* **Assigned task**
Check every line of the material below, and show those that contain "IndexRepository".

* **Records shown**

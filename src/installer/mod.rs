// src/installer/mod.rs

//! Install area operations
//!
//! [`Installer`] ties the pieces together for one install area: it resolves
//! requested specs against the repository, plans a [`Transaction`], checks
//! it, and hands it to the [`Engine`]. Planning failures (unresolvable
//! versions, upgrades requested through `install`, unsafe removals) are
//! raised before anything in the area changes.

mod engine;

pub use engine::{ApplyOptions, Engine};

use crate::archive::{Extractor, TarGzExtractor};
use crate::cache::ArtifactCache;
use crate::config::InstallAreaConfig;
use crate::db::{ChainedDb, InstalledPackage};
use crate::error::{Error, Result};
use crate::filesystem::RelocationMap;
use crate::package::{Package, PackageFilter, PackageSpec};
use crate::repository::{ArtifactFetcher, DefaultFetcher, IndexRepository, Repository};
use crate::resolver::{InstallationClosure, ResolveOptions, Resolver};
use crate::scriptlet::{HookRunner, ShellHookRunner};
use crate::transaction::{InstallReport, RemovalReport, Transaction, TransactionKind};
use std::cmp::Ordering;
use std::path::{Path, PathBuf};
use tracing::{debug, info, warn};

#[derive(Debug, Clone, Copy, Default)]
pub struct InstallOptions {
    pub just_db: bool,
    pub overwrite: bool,
    /// Install exactly the requested packages, no dependency resolution
    pub nodeps: bool,
}

#[derive(Debug, Clone, Copy, Default)]
pub struct RemoveOptions {
    pub just_db: bool,
    /// Remove even if other installed packages still require the targets
    pub force: bool,
    /// Also remove what the targets require
    pub with_dependencies: bool,
}

#[derive(Debug, Clone, Copy, PartialEq, Eq)]
enum PlanMode {
    Install,
    Update,
}

pub struct Installer {
    root: PathBuf,
    tmp_dir: PathBuf,
    db: ChainedDb,
    repo: Box<dyn Repository>,
    fetcher: Box<dyn ArtifactFetcher>,
    extractor: Box<dyn Extractor>,
    hooks: Box<dyn HookRunner>,
    cache: ArtifactCache,
    relocation: RelocationMap,
    ignored: Vec<String>,
}

impl Installer {
    /// Installer with the default fetcher, `.tar.gz` extractor and shell
    /// hook runner
    pub fn new(root: impl Into<PathBuf>, db: ChainedDb, repo: Box<dyn Repository>) -> Result<Self> {
        let root = root.into();
        Ok(Self {
            tmp_dir: crate::db::paths::default_tmp_dir(&root),
            root,
            db,
            repo,
            fetcher: Box::new(DefaultFetcher::new()?),
            extractor: Box::new(TarGzExtractor::new()),
            hooks: Box::new(ShellHookRunner::new()),
            cache: ArtifactCache::default(),
            relocation: RelocationMap::new(),
            ignored: Vec::new(),
        })
    }

    /// Open the install area described by `config`
    pub fn from_config(config: &InstallAreaConfig) -> Result<Self> {
        let mut db = ChainedDb::open(&config.db_path())?;
        for layer in &config.chained_databases {
            db.add_read_only_layer(layer)?;
        }
        let repo = IndexRepository::load(&config.repositories)?;

        Ok(Self::new(&config.siteroot, db, Box::new(repo))?
            .with_tmp_dir(config.tmp_dir())
            .with_cache_dirs(config.cache_dirs.clone())
            .with_relocation(config.relocation_map()?)
            .with_ignored_requirements(config.ignored_requirements.clone())
            .with_hook_runner(Box::new(
                ShellHookRunner::new().with_timeout(config.hook_timeout()),
            )))
    }

    pub fn with_tmp_dir(mut self, tmp_dir: impl Into<PathBuf>) -> Self {
        self.tmp_dir = tmp_dir.into();
        self
    }

    pub fn with_cache_dirs(mut self, dirs: Vec<PathBuf>) -> Self {
        self.cache = ArtifactCache::new(dirs);
        self
    }

    pub fn with_relocation(mut self, relocation: RelocationMap) -> Self {
        self.relocation = relocation;
        self
    }

    pub fn with_ignored_requirements(mut self, names: Vec<String>) -> Self {
        self.ignored = names;
        self
    }

    pub fn with_fetcher(mut self, fetcher: Box<dyn ArtifactFetcher>) -> Self {
        self.fetcher = fetcher;
        self
    }

    pub fn with_extractor(mut self, extractor: Box<dyn Extractor>) -> Self {
        self.extractor = extractor;
        self
    }

    pub fn with_hook_runner(mut self, hooks: Box<dyn HookRunner>) -> Self {
        self.hooks = hooks;
        self
    }

    pub fn root(&self) -> &Path {
        &self.root
    }

    pub fn db(&self) -> &ChainedDb {
        &self.db
    }

    fn resolver(&self) -> Resolver<'_> {
        Resolver::new(&self.db, self.repo.as_ref()).with_ignored(self.ignored.iter().cloned())
    }

    fn engine(&self) -> Engine<'_> {
        Engine {
            db: &self.db,
            root: &self.root,
            tmp_dir: &self.tmp_dir,
            cache: &self.cache,
            relocation: &self.relocation,
            fetcher: self.fetcher.as_ref(),
            extractor: self.extractor.as_ref(),
            hooks: self.hooks.as_ref(),
        }
    }

    /// Repository package for `spec`, the latest if no version is given
    fn find_candidate(&self, spec: &PackageSpec) -> Result<Option<Package>> {
        self.repo.find_latest_matching(&spec.to_requirement())
    }

    /// Install `specs` and everything they need
    pub fn install(&self, specs: &[PackageSpec], opts: &InstallOptions) -> Result<InstallReport> {
        let mut report = InstallReport::new(TransactionKind::Install);
        let tx = self.plan_install(specs, opts.nodeps, PlanMode::Install, &mut report)?;

        let apply = ApplyOptions {
            just_db: opts.just_db,
            overwrite: opts.overwrite,
            replace_older: false,
        };
        self.apply_install(&tx, apply, report)
    }

    /// Plan of [`Installer::install`], without touching anything
    pub fn dry_run_install(
        &self,
        specs: &[PackageSpec],
        opts: &InstallOptions,
    ) -> Result<Transaction> {
        let mut report = InstallReport::new(TransactionKind::Install);
        self.plan_install(specs, opts.nodeps, PlanMode::Install, &mut report)
    }

    /// Move installed packages to newer versions
    ///
    /// Each target is re-resolved even though an older version is installed,
    /// installed over the old files, and the superseded versions are then
    /// removed.
    pub fn update(&self, specs: &[PackageSpec], opts: &InstallOptions) -> Result<InstallReport> {
        let mut report = InstallReport::new(TransactionKind::Install);
        let tx = self.plan_install(specs, opts.nodeps, PlanMode::Update, &mut report)?;

        let apply = ApplyOptions {
            just_db: opts.just_db,
            overwrite: true,
            replace_older: true,
        };
        self.apply_install(&tx, apply, report)
    }

    pub fn dry_run_update(
        &self,
        specs: &[PackageSpec],
        opts: &InstallOptions,
    ) -> Result<Transaction> {
        let mut report = InstallReport::new(TransactionKind::Install);
        self.plan_install(specs, opts.nodeps, PlanMode::Update, &mut report)
    }

    fn apply_install(
        &self,
        tx: &Transaction,
        apply: ApplyOptions,
        mut report: InstallReport,
    ) -> Result<InstallReport> {
        let result = self.engine().apply_install(tx, apply, &mut report);
        report.finish();
        match result {
            Ok(()) => Ok(report),
            Err((pkg, cause)) => Err(Error::InstallError {
                package: pkg.to_string(),
                cause: Box::new(cause),
                report: Box::new(report),
            }),
        }
    }

    fn plan_install(
        &self,
        specs: &[PackageSpec],
        nodeps: bool,
        mode: PlanMode,
        report: &mut InstallReport,
    ) -> Result<Transaction> {
        let resolver = self.resolver();
        let opts = match mode {
            PlanMode::Install => ResolveOptions::default(),
            PlanMode::Update => ResolveOptions::forced(),
        };

        let mut closures = Vec::new();
        for spec in specs {
            let Some(target) = self.find_candidate(spec)? else {
                warn!("No package matching {} in the repositories", spec);
                report.record_missing(spec.to_string());
                continue;
            };

            if self.db.is_installed(&target)? {
                if mode == PlanMode::Update && spec.version.is_some() {
                    return Err(Error::DowngradeError(
                        target.to_string(),
                        target.to_string(),
                    ));
                }
                info!("{} is already installed", target);
                report.record_skipped(&target, "already installed");
                continue;
            }

            let closure = if nodeps {
                InstallationClosure::without_dependencies(vec![target])
            } else {
                resolver.resolve(&target, opts)?
            };
            for notice in closure.satisfied() {
                debug!("Already satisfied: {}", notice);
            }
            closures.push(closure);
        }

        let tx = Transaction::install_plan(&closures);
        self.check_versions(&tx, mode)?;
        Ok(tx)
    }

    /// Reject plain installs of a newer version and updates that are not
    /// upgrades
    fn check_versions(&self, tx: &Transaction, mode: PlanMode) -> Result<()> {
        for pkg in tx {
            let installed = self
                .db
                .find_packages(&PackageSpec::new(pkg.name.clone()), true)?;
            let Some(newest) = installed.iter().max_by(|a, b| a.compare_version(b)) else {
                continue;
            };
            if newest == pkg {
                continue;
            }

            match (mode, pkg.compare_version(newest)) {
                (PlanMode::Install, Ordering::Greater) => {
                    return Err(Error::UpgradeRequired(pkg.to_string(), newest.to_string()));
                }
                // older versions install alongside the newer one
                (PlanMode::Install, _) => {
                    debug!("{} installs next to {}", pkg, newest);
                }
                (PlanMode::Update, Ordering::Less) | (PlanMode::Update, Ordering::Equal) => {
                    return Err(Error::DowngradeError(pkg.to_string(), newest.to_string()));
                }
                (PlanMode::Update, Ordering::Greater) => {}
            }
        }
        Ok(())
    }

    /// Remove installed packages matching `specs`
    pub fn remove(&self, specs: &[PackageSpec], opts: &RemoveOptions) -> Result<RemovalReport> {
        let mut report = RemovalReport::new(TransactionKind::Remove);
        let tx = self.plan_removal(specs, opts, &mut report)?;

        let result = self.engine().apply_removal(&tx, opts.just_db, &mut report);
        report.finish();
        match result {
            Ok(()) => Ok(report),
            Err((pkg, cause)) => Err(Error::RemovalError {
                package: pkg.to_string(),
                cause: Box::new(cause),
                report: Box::new(report),
            }),
        }
    }

    pub fn dry_run_remove(&self, specs: &[PackageSpec], opts: &RemoveOptions) -> Result<Transaction> {
        let mut report = RemovalReport::new(TransactionKind::Remove);
        self.plan_removal(specs, opts, &mut report)
    }

    fn plan_removal(
        &self,
        specs: &[PackageSpec],
        opts: &RemoveOptions,
        report: &mut RemovalReport,
    ) -> Result<Transaction> {
        let resolver = self.resolver();
        let mut targets = Vec::new();

        for spec in specs {
            let local = self.db.find_packages(spec, true)?;
            if !local.is_empty() {
                targets.extend(local);
                continue;
            }

            let elsewhere = self.db.find_packages(spec, false)?;
            if elsewhere.is_empty() {
                warn!("{} is not installed", spec);
                report.record_missing(spec.to_string());
            }
            for pkg in elsewhere {
                let layer = self
                    .db
                    .layer_of(&pkg)?
                    .map(|l| l.to_string())
                    .unwrap_or_default();
                warn!("{} comes from read-only database {}, not removing it", pkg, layer);
                report.record_skipped(&pkg, format!("installed in read-only database {}", layer));
            }
        }

        let packages = if opts.with_dependencies {
            let mut expanded = Vec::new();
            for target in &targets {
                expanded.extend(resolver.resolve_removal(target)?);
            }
            expanded
        } else {
            targets
        };

        let tx = Transaction::removal_plan(packages);
        resolver.check_removal_safety(tx.packages(), opts.force)?;
        Ok(tx)
    }

    /// Everything `spec` would pull in, regardless of what is installed
    pub fn list_dependencies(&self, spec: &PackageSpec) -> Result<Vec<Package>> {
        let target = match self.find_candidate(spec)? {
            Some(pkg) => pkg,
            None => self
                .db
                .find_packages(spec, false)?
                .into_iter()
                .max_by(|a, b| a.compare_version(b))
                .ok_or_else(|| Error::NotFoundError(format!("No package matching {}", spec)))?,
        };

        let opts = ResolveOptions {
            force: true,
            ignore_installed: true,
        };
        let closure = self.resolver().resolve(&target, opts)?;
        Ok(closure
            .into_packages()
            .into_iter()
            .filter(|p| *p != target)
            .collect())
    }

    /// Repository packages matching `filter`, sorted by name then version
    pub fn query(&self, filter: &PackageFilter) -> Result<Vec<Package>> {
        let mut packages = self.repo.list_packages(filter)?;
        packages.sort_by(|a, b| a.name.cmp(&b.name).then_with(|| a.compare_version(b)));
        Ok(packages)
    }

    /// Installed packages in every database layer
    pub fn list(&self, filter: &PackageFilter) -> Result<Vec<InstalledPackage>> {
        self.db.list_packages(filter)
    }
}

* **Output below**
use crate::repository::{ArtifactFetcher, DefaultFetcher, IndexRepository, Repository};
        let repo = IndexRepository::load(&config.repositories)?;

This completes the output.